# Generalizable IC Routing using Deep RL with a GNN-based Policy Network

#### Roozmehr Jalilian, Shidi Xi

Department of Electrical & Computer Engineering
The University of British Columbia
{roozmehr.jalilian,xsd99}@ece.ubc.ca
Vancouver, BC V6T 1Z4

#### **Abstract**

Routing in integrated circuits (IC) design is often modeled as a pathfinding problem and has consistently represented one of the most challenging aspects due to its complexity and time-consuming nature. Even with state-of-the-art commercial CAD tools, routing complex designs can take hours, if not days. Consequently, there is a growing interest in applying machine learning-based approaches to overcome these challenges. In previous work, we introduced a novel reinforcement learning (RL) approach for routing. While this RL router outperformed the baseline, it was limited by poor generalizability, requiring a new policy to be trained from scratch for each problem. In this project, we aim to address this limitation by introducing a novel graph neural network (GNN) as the policy network for the RL router. This enhancement allows the agents to generalize their learned routing policies to new, unseen designs, reducing the computation time significantly.

#### 1 Introduction

IC routing involves connecting distinct electrical contact points (pins) on a chip using metallic wires. This process is crucial for the functionality of computer chips, as it enables data transfer and computing activities between components like the CPU and memory. We model routing as a pathfinding problem, representing the chip as a 2-dimensional grid. Pins, identified by their (x, y) coordinates, are placed on the grid's nodes. The objective is to establish paths connecting these nodes while navigating the grid edges. Each edge possesses a capacity feature, indicating the maximum number of permissible wires due to the physical constraints of wire thickness and finite space within a chip region. An optimal routing solution seeks to minimize total wire length and avoid edge overflow (usage of an edge exceeding its capacity), ensuring all connections are efficient and within capacity.

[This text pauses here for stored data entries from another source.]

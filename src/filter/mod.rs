//! False-positive filtering of classification events.
//!
//! Reconstructs plausible detection sessions from a noisy, irregularly
//! timestamped stream of classifications, suppressing calibration bursts
//! and rapid species re-triggers.

mod debounce;
mod event;
mod gate;
mod partition;
mod pipeline;
mod select;
mod session;
pub mod timestamp;

pub use debounce::debounce_species;
pub use event::{
    ClassificationEvent, NormalizedEvent, TimedEvent, resolve_confidence, resolve_species,
};
pub use gate::confidence_gate;
pub use partition::{filter_partitioned, partition_key};
pub use pipeline::{
    FilterConfig, FilterOutcome, FilterReport, apply_false_positive_filtering, filter_indices,
    filter_with_report,
};
pub use select::RecordSelection;
pub use session::{
    Session, SessionOutcome, SessionVerdict, filter_sessions, judge_session, minutes_between,
    segment_sessions,
};
pub use timestamp::{normalize_timestamp, parse_timestamp};
//! Session segmentation and acceptance.
//!
//! Events are grouped into sessions separated by inactivity gaps. A
//! session is kept only when its activity looks naturally paced: enough
//! events, spread over enough time, at a bounded detection rate. This
//! rejects calibration bursts where a device fires many detections within
//! a few seconds.

use crate::constants::session::{MIN_SESSION_EVENTS, SESSION_GAP_MINUTES};
use crate::filter::TimedEvent;
use chrono::{DateTime, Duration, Utc};
use tracing::debug;

/// A maximal run of events with no gap over [`SESSION_GAP_MINUTES`].
#[derive(Debug, Clone)]
pub struct Session {
    /// Events in chronological order.
    pub events: Vec<TimedEvent>,
}

impl Session {
    /// Timestamp of the first event.
    pub fn start(&self) -> Option<DateTime<Utc>> {
        self.events.first().map(|e| e.instant)
    }

    /// Timestamp of the last event.
    pub fn end(&self) -> Option<DateTime<Utc>> {
        self.events.last().map(|e| e.instant)
    }

    /// Span between the first and last event, in minutes.
    pub fn duration_minutes(&self) -> f64 {
        match (self.start(), self.end()) {
            (Some(start), Some(end)) => minutes_between(start, end),
            _ => 0.0,
        }
    }

    /// Detections per minute; infinite when the duration is zero.
    #[allow(clippy::cast_precision_loss)]
    pub fn detection_rate(&self) -> f64 {
        let duration = self.duration_minutes();
        if duration > 0.0 {
            self.events.len() as f64 / duration
        } else {
            f64::INFINITY
        }
    }
}

/// Why a session was accepted or rejected.
#[derive(Debug, Clone, Copy, PartialEq, Eq)]
pub enum SessionVerdict {
    /// Session kept.
    Accepted,
    /// Fewer than [`MIN_SESSION_EVENTS`] events.
    TooFewEvents,
    /// Detection rate above the limit.
    RateTooHigh,
    /// Duration below the minimum.
    TooShort,
}

/// Split chronologically sorted events into sessions.
///
/// A new session starts when the gap to the previous event is strictly
/// greater than [`SESSION_GAP_MINUTES`].
pub fn segment_sessions(sorted: Vec<TimedEvent>) -> Vec<Session> {
    let max_gap = Duration::minutes(SESSION_GAP_MINUTES);

    let mut sessions = Vec::new();
    let mut current: Vec<TimedEvent> = Vec::new();

    for event in sorted {
        let starts_new = current
            .last()
            .is_some_and(|last| event.instant - last.instant > max_gap);

        if starts_new {
            sessions.push(Session {
                events: std::mem::take(&mut current),
            });
        }

        current.push(event);
    }

    if !current.is_empty() {
        sessions.push(Session { events: current });
    }

    sessions
}

/// Decide whether a session represents real activity.
pub fn judge_session(
    session: &Session,
    detection_rate_limit: f64,
    session_min_duration_minutes: f64,
) -> SessionVerdict {
    if session.events.len() < MIN_SESSION_EVENTS {
        return SessionVerdict::TooFewEvents;
    }

    if session.detection_rate() > detection_rate_limit || detection_rate_limit.is_nan() {
        return SessionVerdict::RateTooHigh;
    }

    if session.duration_minutes() < session_min_duration_minutes
        || session_min_duration_minutes.is_nan()
    {
        return SessionVerdict::TooShort;
    }

    SessionVerdict::Accepted
}

/// Events of all accepted sessions, in chronological order.
#[derive(Debug, Default)]
pub struct SessionOutcome {
    /// Events from accepted sessions.
    pub events: Vec<TimedEvent>,
    /// Total sessions found.
    pub sessions_found: usize,
    /// Sessions accepted.
    pub sessions_accepted: usize,
}

/// Sort, segment and filter events by session acceptance.
pub fn filter_sessions(
    mut events: Vec<TimedEvent>,
    detection_rate_limit: f64,
    session_min_duration_minutes: f64,
) -> SessionOutcome {
    // Stable sort keeps input order among equal instants.
    events.sort_by_key(|e| e.instant);

    let sessions = segment_sessions(events);
    let mut outcome = SessionOutcome {
        sessions_found: sessions.len(),
        ..SessionOutcome::default()
    };

    for session in sessions {
        let verdict = judge_session(&session, detection_rate_limit, session_min_duration_minutes);
        debug!(
            "Session {:?}..{:?}: {} events, {:.2} min, {:.2}/min -> {:?}",
            session.start(),
            session.end(),
            session.events.len(),
            session.duration_minutes(),
            session.detection_rate(),
            verdict
        );

        if verdict == SessionVerdict::Accepted {
            outcome.sessions_accepted += 1;
            outcome.events.extend(session.events);
        }
    }

    outcome
}

/// Minutes between two instants, with microsecond precision.
#[allow(clippy::cast_precision_loss)]
pub fn minutes_between(start: DateTime<Utc>, end: DateTime<Utc>) -> f64 {
    let delta = end - start;
    delta.num_microseconds().map_or_else(
        || delta.num_milliseconds() as f64 / 60_000.0,
        |us| us as f64 / 60_000_000.0,
    )
}

#[cfg(test)]
#[allow(clippy::unwrap_used, clippy::float_cmp)]
mod tests {
    use super::*;
    use chrono::TimeZone;

    fn at(minutes: i64) -> TimedEvent {
        TimedEvent {
            index: usize::try_from(minutes).unwrap_or(0),
            instant: Utc.with_ymd_and_hms(2025, 6, 1, 8, 0, 0).unwrap() + Duration::minutes(minutes),
            label: "bee".to_string(),
        }
    }

    #[test]
    fn test_gap_over_sixty_minutes_splits() {
        let sessions = segment_sessions(vec![at(0), at(10), at(71), at(80)]);
        assert_eq!(sessions.len(), 2);
        assert_eq!(sessions[0].events.len(), 2);
        assert_eq!(sessions[1].events.len(), 2);
    }

    #[test]
    fn test_gap_of_exactly_sixty_minutes_does_not_split() {
        let sessions = segment_sessions(vec![at(0), at(60), at(120)]);
        assert_eq!(sessions.len(), 1);
    }

    #[test]
    fn test_empty_input_has_no_sessions() {
        assert!(segment_sessions(Vec::new()).is_empty());
    }

    #[test]
    fn test_duration_and_rate() {
        let session = Session {
            events: vec![at(0), at(1), at(2), at(3), at(4)],
        };
        assert_eq!(session.duration_minutes(), 4.0);
        assert_eq!(session.detection_rate(), 1.25);
    }

    #[test]
    fn test_zero_duration_rate_is_infinite() {
        let session = Session {
            events: vec![at(5), at(5), at(5)],
        };
        assert_eq!(session.duration_minutes(), 0.0);
        assert!(session.detection_rate().is_infinite());
    }

    #[test]
    fn test_judge_size_floor() {
        let session = Session {
            events: vec![at(0), at(30)],
        };
        assert_eq!(judge_session(&session, f64::INFINITY, 0.0), SessionVerdict::TooFewEvents);
    }

    #[test]
    fn test_judge_rate_and_duration() {
        let session = Session {
            events: vec![at(0), at(1), at(2), at(3), at(4)],
        };
        assert_eq!(judge_session(&session, 50.0, 1.0), SessionVerdict::Accepted);
        assert_eq!(judge_session(&session, 1.25, 4.0), SessionVerdict::Accepted);
        assert_eq!(judge_session(&session, 1.0, 1.0), SessionVerdict::RateTooHigh);
        assert_eq!(judge_session(&session, 50.0, 5.0), SessionVerdict::TooShort);
    }

    #[test]
    fn test_same_instant_burst_needs_infinite_limit() {
        let session = Session {
            events: vec![at(5), at(5), at(5), at(5)],
        };
        assert_eq!(judge_session(&session, 1000.0, 0.0), SessionVerdict::RateTooHigh);
        assert_eq!(judge_session(&session, f64::INFINITY, 0.0), SessionVerdict::Accepted);
    }

    #[test]
    fn test_filter_sessions_sorts_and_counts() {
        let outcome = filter_sessions(vec![at(4), at(0), at(2), at(200)], 50.0, 1.0);
        assert_eq!(outcome.sessions_found, 2);
        assert_eq!(outcome.sessions_accepted, 1);
        let indices: Vec<usize> = outcome.events.iter().map(|e| e.index).collect();
        assert_eq!(indices, vec![0, 2, 4]);
    }

    #[test]
    fn test_minutes_between_sub_minute() {
        let start = Utc.with_ymd_and_hms(2025, 6, 1, 8, 0, 0).unwrap();
        let end = start + Duration::seconds(30);
        assert_eq!(minutes_between(start, end), 0.5);
    }
}
//! Error types for garden-triage.

/// Result type alias for garden-triage operations.
pub type Result<T> = std::result::Result<T, Error>;

/// Top-level error type for garden-triage.
///
/// The filtering pipeline itself never returns these; malformed records
/// are dropped, not reported. Errors come from configuration, parameter
/// validation and file I/O around the pipeline.
#[derive(Debug, thiserror::Error)]
pub enum Error {
    /// I/O operation failed.
    #[error("I/O error: {0}")]
    Io(#[from] std::io::Error),

    /// Configuration directory could not be determined.
    #[error("could not determine configuration directory for this platform")]
    ConfigDirNotFound,

    /// Failed to read configuration file.
    #[error("failed to read config file '{path}'")]
    ConfigRead {
        /// Path to the config file.
        path: std::path::PathBuf,
        /// Underlying I/O error.
        #[source]
        source: std::io::Error,
    },

    /// Failed to parse configuration file.
    #[error("failed to parse config file '{path}'")]
    ConfigParse {
        /// Path to the config file.
        path: std::path::PathBuf,
        /// Underlying parse error.
        #[source]
        source: toml::de::Error,
    },

    /// Configuration validation failed.
    #[error("configuration validation failed: {message}")]
    ConfigValidation {
        /// Description of the validation failure.
        message: String,
    },

    /// Failed to write configuration file.
    #[error("failed to write config file '{path}'")]
    ConfigWrite {
        /// Path to the config file.
        path: std::path::PathBuf,
        /// Underlying I/O error.
        #[source]
        source: std::io::Error,
    },

    /// Failed to serialize configuration.
    #[error("failed to serialize config")]
    ConfigSerialize {
        /// Underlying serialization error.
        #[source]
        source: toml::ser::Error,
    },

    /// A filter parameter is out of range.
    #[error("invalid {name}: {value} ({reason})")]
    InvalidFilterParameter {
        /// Parameter name.
        name: String,
        /// Rejected value.
        value: f64,
        /// Why the value was rejected.
        reason: String,
    },

    /// Time window bounds are equal or reversed.
    #[error("start time {start} must be before end time {end}")]
    InvalidTimeWindow {
        /// Requested window start.
        start: chrono::DateTime<chrono::Utc>,
        /// Requested window end.
        end: chrono::DateTime<chrono::Utc>,
    },

    /// No input files were given.
    #[error("no input files provided")]
    NoInputFiles,

    /// Failed to read an input file.
    #[error("failed to read input file '{path}'")]
    InputRead {
        /// Path to the input file.
        path: std::path::PathBuf,
        /// Underlying I/O error.
        #[source]
        source: std::io::Error,
    },

    /// Input file is not valid JSON.
    #[error("failed to parse JSON records in '{path}'")]
    JsonParse {
        /// Path to the input file.
        path: std::path::PathBuf,
        /// Underlying parse error.
        #[source]
        source: serde_json::Error,
    },

    /// Input file is not valid CSV.
    #[error("failed to parse CSV records in '{path}'")]
    CsvParse {
        /// Path to the input file.
        path: std::path::PathBuf,
        /// Underlying parse error.
        #[source]
        source: csv::Error,
    },

    /// Input file has an unexpected shape.
    #[error("invalid record file '{path}': {message}")]
    InvalidRecordFormat {
        /// Path to the input file.
        path: std::path::PathBuf,
        /// Description of the format error.
        message: String,
    },

    /// Input format could not be inferred from the file name.
    #[error("cannot infer input format for '{path}' (use --input-format)")]
    UnknownInputFormat {
        /// Path to the input file.
        path: std::path::PathBuf,
    },

    /// Failed to create an output file.
    #[error("failed to create output file '{path}'")]
    OutputCreate {
        /// Path to the output file.
        path: std::path::PathBuf,
        /// Underlying I/O error.
        #[source]
        source: std::io::Error,
    },

    /// Failed to serialize JSON output.
    #[error("failed to write JSON output")]
    JsonWrite {
        /// Underlying serialization error.
        #[source]
        source: serde_json::Error,
    },

    /// Failed to write the run report.
    #[error("failed to write report '{path}'")]
    ReportWrite {
        /// Path to the report file.
        path: std::path::PathBuf,
        /// Underlying serialization or I/O error.
        #[source]
        source: serde_json::Error,
    },

    /// Failed to write CSV output.
    #[error("failed to write CSV output")]
    CsvWrite {
        /// Underlying CSV error.
        #[source]
        source: csv::Error,
    },
}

Two important terminologies here are net and netlist. A net refers to a set of pins requiring connection, and a netlist is a set comprises multiple nets needing routing during the process. And for clarity, we will use the terms nodes and pins interchangeably throughout this proposal.

In prior research, we introduced a multi-agent RL router to address the IC routing challenge. Each agent, tasked with routing one individual net, operated concurrently under a shared super policy, as we designed the agents to be homogeneous and fully-cooperative. Trained with proximal policy optimization (PPO) [1] and evaluated against benchmarks, this RL router demonstrated superior performance compared to the A\* baseline. However, a limitation emerged: the policy, though effective for specific benchmarks, lacked generalizability for other, albeit similar, problems. We attributed this shortfall to the policy neural network's architecture, comprising several fully connected (FC) layers, which struggled to extract rich information from the state encodings.

Contrastingly, graph neural networks (GNNs) exhibit robust generalization capabilities when processing graphical data [2, 3], aligning with the routing problem's grid graph model. In this project, we introduce a novel message-passing GNN architecture integrated into the RL router's policy network. The GNN accepts the routing grid graph from the environment as state input and determines actions accordingly. This innovation aims to bolster the RL router's ability to generalize trained policy to problems not encountered during training, promising substantial reductions in computation time.

#### 2 Related work

Numerous studies in existing literature have verified the effectiveness of employing Graph Neural Networks (GNNs) within the policy/value network of Reinforcement Learning (RL) models to enhance generalization, especially when the agent's environment is graph-representable. However, to our knowledge, no existing study has directly explored the use of GNN equipped RL for IC routing.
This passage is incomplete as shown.